### What the task asks
Nothing in the records may change. Output them all exactly.

─── Material for the task ───

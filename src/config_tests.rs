//! Unit tests for configuration module
//!
//! These tests validate configuration parsing and defaults.

#[cfg(test)]
mod tests {
    use std::io::Write;

    use crate::config::*;

    // ====== Default Value Tests ======

    #[test]
    fn test_default_server() {
        let config = ServerConfig::default();
        assert_eq!(config.port, 8000);
        assert!(config.enable_cors);
        assert!(config.api_key.is_none());
    }

    #[test]
    fn test_default_llm() {
        let config = LlmConfig::default();
        assert_eq!(config.model, "gpt-4o-mini");
        assert_eq!(config.timeout_secs, 20);
        assert_eq!(config.max_tokens, 300);
        assert_eq!(config.history_turns, 8);
    }

    #[test]
    fn test_default_planner() {
        let config = PlannerConfig::default();
        assert_eq!(config.max_results, 8);
        assert!(config.catalog_path.is_none());
    }

    // ====== Parsing Tests ======

    #[test]
    fn test_empty_file_uses_defaults() {
        let config = AppConfig::from_toml_str("").unwrap();
        assert_eq!(config.logging.level, "info");
        assert_eq!(config.max_connections(), 10);
        assert_eq!(config.planner_max_results(), 8);
    }

    #[test]
    fn test_partial_sections() {
        let config = AppConfig::from_toml_str(
            r#"
            [database]
            url = "postgresql://farmer:secret@db:5432/agri"

            [server]
            port = 9090
            api_key = "s3cret"

            [planner]
            max_results = 3
            "#,
        )
        .unwrap();

        assert_eq!(config.database_url(), "postgresql://farmer:secret@db:5432/agri");
        // unspecified fields in a present section keep their defaults
        assert_eq!(config.max_connections(), 10);
        assert_eq!(config.server.port, 9090);
        assert_eq!(config.server.host, "127.0.0.1");
        assert_eq!(config.backend_api_key(), Some("s3cret"));
        assert_eq!(config.planner_max_results(), 3);
    }

    #[test]
    fn test_max_results_out_of_range_rejected() {
        for value in [0, 9, 20] {
            let err = AppConfig::from_toml_str(&format!("[planner]\nmax_results = {value}"))
                .unwrap_err();
            assert!(
                matches!(err, crate::KhetGuruError::ConfigError(_)),
                "max_results = {value} accepted"
            );
        }
        let config = AppConfig::from_toml_str("[planner]\nmax_results = 8").unwrap();
        assert_eq!(config.planner_max_results(), 8);
    }

    #[test]
    fn test_explicit_llm_key_wins() {
        let config = AppConfig::from_toml_str(
            r#"
            [llm]
            api_key = "sk-from-file"
            model = "gpt-3.5-turbo"
            "#,
        )
        .unwrap();

        assert!(config.llm_enabled());
        assert_eq!(config.llm_key(), Some("sk-from-file"));
        assert_eq!(config.llm_model(), "gpt-3.5-turbo");
    }

    #[test]
    fn test_empty_backend_key_means_open() {
        let config = AppConfig::from_toml_str("[server]\napi_key = \"\"").unwrap();
        assert!(config.backend_api_key().is_none());
    }

    #[test]
    fn test_invalid_toml_is_error() {
        let result = AppConfig::from_toml_str("[server\nport = 1");
        assert!(matches!(result, Err(crate::KhetGuruError::TomlParsing(_))));
    }

    #[test]
    fn test_from_file() {
        let mut file = tempfile::NamedTempFile::new().unwrap();
        writeln!(file, "[logging]\nlevel = \"debug\"").unwrap();

        let config = AppConfig::from_file(file.path()).unwrap();
        assert_eq!(config.logging.level, "debug");
    }

    #[test]
    fn test_missing_file_is_io_error() {
        let result = AppConfig::from_file("/definitely/not/here/config.toml");
        assert!(matches!(result, Err(crate::KhetGuruError::Io(_))));
    }
}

───

### Answer section
filename src/config_tests.rs
//! Unit tests for configuration module
//!
//! These tests validate configuration parsing and defaults.

#[cfg(test)]
mod tests {
    use std::io::Write;

    use crate::config::*;

    // ====== Default Value Tests ======

    #[test]
    fn test_default_server() {
        let config = ServerConfig::default();
        assert_eq!(config.port, 8000);
        assert!(config.enable_cors);
        assert!(config.api_key.is_none());
    }

    #[test]
    fn test_default_llm() {
        let config = LlmConfig::default();
        assert_eq!(config.model, "gpt-4o-mini");
        assert_eq!(config.timeout_secs, 20);
        assert_eq!(config.max_tokens, 300);
        assert_eq!(config.history_turns, 8);
    }

    #[test]
    fn test_default_planner() {
        let config = PlannerConfig::default();
        assert_eq!(config.max_results, 8);
        assert!(config.catalog_path.is_none());
    }

    // ====== Parsing Tests ======

    #[test]
    fn test_empty_file_uses_defaults() {
        let config = AppConfig::from_toml_str("").unwrap();
        assert_eq!(config.logging.level, "info");
        assert_eq!(config.max_connections(), 10);
        assert_eq!(config.planner_max_results(), 8);
    }

    #[test]
    fn test_partial_sections() {
        let config = AppConfig::from_toml_str(
            r#"
            [database]
            url = "postgresql://farmer:secret@db:5432/agri"

            [server]
            port = 9090
            api_key = "s3cret"

            [planner]
            max_results = 3
            "#,
        )
        .unwrap();

        assert_eq!(config.database_url(), "postgresql://farmer:secret@db:5432/agri");
        // unspecified fields in a present section keep their defaults
        assert_eq!(config.max_connections(), 10);
        assert_eq!(config.server.port, 9090);
        assert_eq!(config.server.host, "127.0.0.1");
        assert_eq!(config.backend_api_key(), Some("s3cret"));
        assert_eq!(config.planner_max_results(), 3);
    }

    #[test]
    fn test_max_results_out_of_range_rejected() {
        for value in [0, 9, 20] {
            let err = AppConfig::from_toml_str(&format!("[planner]\nmax_results = {value}"))
                .unwrap_err();
            assert!(
                matches!(err, crate::KhetGuruError::ConfigError(_)),
                "max_results = {value} accepted"
            );
        }
        let config = AppConfig::from_toml_str("[planner]\nmax_results = 8").unwrap();
        assert_eq!(config.planner_max_results(), 8);
    }

    #[test]
    fn test_explicit_llm_key_wins() {
        let config = AppConfig::from_toml_str(
            r#"
            [llm]
            api_key = "sk-from-file"
            model = "gpt-3.5-turbo"
            "#,
        )
        .unwrap();

        assert!(config.llm_enabled());
        assert_eq!(config.llm_key(), Some("sk-from-file"));
        assert_eq!(config.llm_model(), "gpt-3.5-turbo");
    }

    #[test]
    fn test_empty_backend_key_means_open() {
        let config = AppConfig::from_toml_str("[server]\napi_key = \"\"").unwrap();
        assert!(config.backend_api_key().is_none());
    }

    #[test]
    fn test_invalid_toml_is_error() {
        let result = AppConfig::from_toml_str("[server\nport = 1");
        assert!(matches!(result, Err(crate::KhetGuruError::TomlParsing(_))));
    }

    #[test]
    fn test_from_file() {
        let mut file = tempfile::NamedTempFile::new().unwrap();
        writeln!(file, "[logging]\nlevel = \"debug\"").unwrap();

        let config = AppConfig::from_file(file.path()).unwrap();
        assert_eq!(config.logging.level, "debug");
    }

    #[test]
    fn test_missing_file_is_io_error() {
        let result = AppConfig::from_file("/definitely/not/here/config.toml");
        assert!(matches!(result, Err(crate::KhetGuruError::Io(_))));
    }
}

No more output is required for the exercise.